Instructions to follow:
An exact copy of the entries below is the expected answer.

Recorded information:
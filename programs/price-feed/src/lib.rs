// Summary: Anchor program publishing collateral-per-debt-unit quotes for the
// Green vaults. The authority pushes (rate, decimals) answers and can flag the
// feed stale; readers additionally treat answers older than `max_age` as stale.

use anchor_lang::prelude::*;

pub mod state;
pub use state::*;

declare_id!("HZNRTXmAMPURf2CSrn22FaLh3NF959gqxHk8oBEpG9YJ");

#[program]
pub mod price_feed {
    use super::*;

    pub fn initialize_feed(ctx: Context<InitializeFeed>, params: InitializeFeedParams) -> Result<()> {
        validate_answer(params.rate, params.decimals)?;
        require!(params.max_age >= 0, FeedError::InvalidMaxAge);

        let feed = &mut ctx.accounts.feed;
        feed.authority = ctx.accounts.authority.key();
        feed.feed_id = params.feed_id;
        feed.rate = params.rate;
        feed.decimals = params.decimals;
        feed.is_stale = params.is_stale;
        feed.max_age = params.max_age;
        feed.updated_at = Clock::get()?.unix_timestamp;
        feed.bump = ctx.bumps.feed;

        msg!("Price feed {} initialized: rate={} decimals={}", params.feed_id, params.rate, params.decimals);
        Ok(())
    }

    /// Publish a new answer. Refreshes `updated_at`; the stale flag is left as is.
    pub fn set_answer(ctx: Context<UpdateFeed>, rate: u64, decimals: u8) -> Result<()> {
        validate_answer(rate, decimals)?;
        let feed = &mut ctx.accounts.feed;

        feed.rate = rate;
        feed.decimals = decimals;
        feed.updated_at = Clock::get()?.unix_timestamp;

        emit!(AnswerUpdated { feed: feed.key(), rate, decimals });
        Ok(())
    }

    pub fn set_is_stale(ctx: Context<UpdateFeed>, is_stale: bool) -> Result<()> {
        let feed = &mut ctx.accounts.feed;
        feed.is_stale = is_stale;

        msg!("Price feed {} stale flag set to {}", feed.feed_id, is_stale);
        emit!(StalenessSet { feed: feed.key(), is_stale });
        Ok(())
    }
}

#[derive(Accounts)]
#[instruction(params: InitializeFeedParams)]
pub struct InitializeFeed<'info> {
    #[account(
        init,
        payer = authority,
        space = PriceFeed::SIZE,
        seeds = [b"feed", authority.key().as_ref(), &params.feed_id.to_le_bytes()],
        bump
    )]
    pub feed: Account<'info, PriceFeed>,
    #[account(mut)]
    pub authority: Signer<'info>,
    pub system_program: Program<'info, System>,
}

#[derive(Accounts)]
pub struct UpdateFeed<'info> {
    #[account(mut, has_one = authority @ FeedError::Unauthorized)]
    pub feed: Account<'info, PriceFeed>,
    pub authority: Signer<'info>,
}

Answer space:
filename programs/price-feed/src/lib.rs
// Summary: Anchor program publishing collateral-per-debt-unit quotes for the
// Green vaults. The authority pushes (rate, decimals) answers and can flag the
// feed stale; readers additionally treat answers older than `max_age` as stale.

use anchor_lang::prelude::*;

pub mod state;
pub use state::*;

declare_id!("HZNRTXmAMPURf2CSrn22FaLh3NF959gqxHk8oBEpG9YJ");

#[program]
pub mod price_feed {
    use super::*;

    pub fn initialize_feed(ctx: Context<InitializeFeed>, params: InitializeFeedParams) -> Result<()> {
        validate_answer(params.rate, params.decimals)?;
        require!(params.max_age >= 0, FeedError::InvalidMaxAge);

        let feed = &mut ctx.accounts.feed;
        feed.authority = ctx.accounts.authority.key();
        feed.feed_id = params.feed_id;
        feed.rate = params.rate;
        feed.decimals = params.decimals;
        feed.is_stale = params.is_stale;
        feed.max_age = params.max_age;
        feed.updated_at = Clock::get()?.unix_timestamp;
        feed.bump = ctx.bumps.feed;

        msg!("Price feed {} initialized: rate={} decimals={}", params.feed_id, params.rate, params.decimals);
        Ok(())
    }

    /// Publish a new answer. Refreshes `updated_at`; the stale flag is left as is.
    pub fn set_answer(ctx: Context<UpdateFeed>, rate: u64, decimals: u8) -> Result<()> {
        validate_answer(rate, decimals)?;
        let feed = &mut ctx.accounts.feed;

        feed.rate = rate;
        feed.decimals = decimals;
        feed.updated_at = Clock::get()?.unix_timestamp;

        emit!(AnswerUpdated { feed: feed.key(), rate, decimals });
        Ok(())
    }

    pub fn set_is_stale(ctx: Context<UpdateFeed>, is_stale: bool) -> Result<()> {
        let feed = &mut ctx.accounts.feed;
        feed.is_stale = is_stale;

        msg!("Price feed {} stale flag set to {}", feed.feed_id, is_stale);
        emit!(StalenessSet { feed: feed.key(), is_stale });
        Ok(())
    }
}

#[derive(Accounts)]
#[instruction(params: InitializeFeedParams)]
pub struct InitializeFeed<'info> {
    #[account(
        init,
        payer = authority,
        space = PriceFeed::SIZE,
        seeds = [b"feed", authority.key().as_ref(), &params.feed_id.to_le_bytes()],
        bump
    )]
    pub feed: Account<'info, PriceFeed>,
    #[account(mut)]
    pub authority: Signer<'info>,
    pub system_program: Program<'info, System>,
}

#[derive(Accounts)]
pub struct UpdateFeed<'info> {
    #[account(mut, has_one = authority @ FeedError::Unauthorized)]
    pub feed: Account<'info, PriceFeed>,
    pub authority: Signer<'info>,
}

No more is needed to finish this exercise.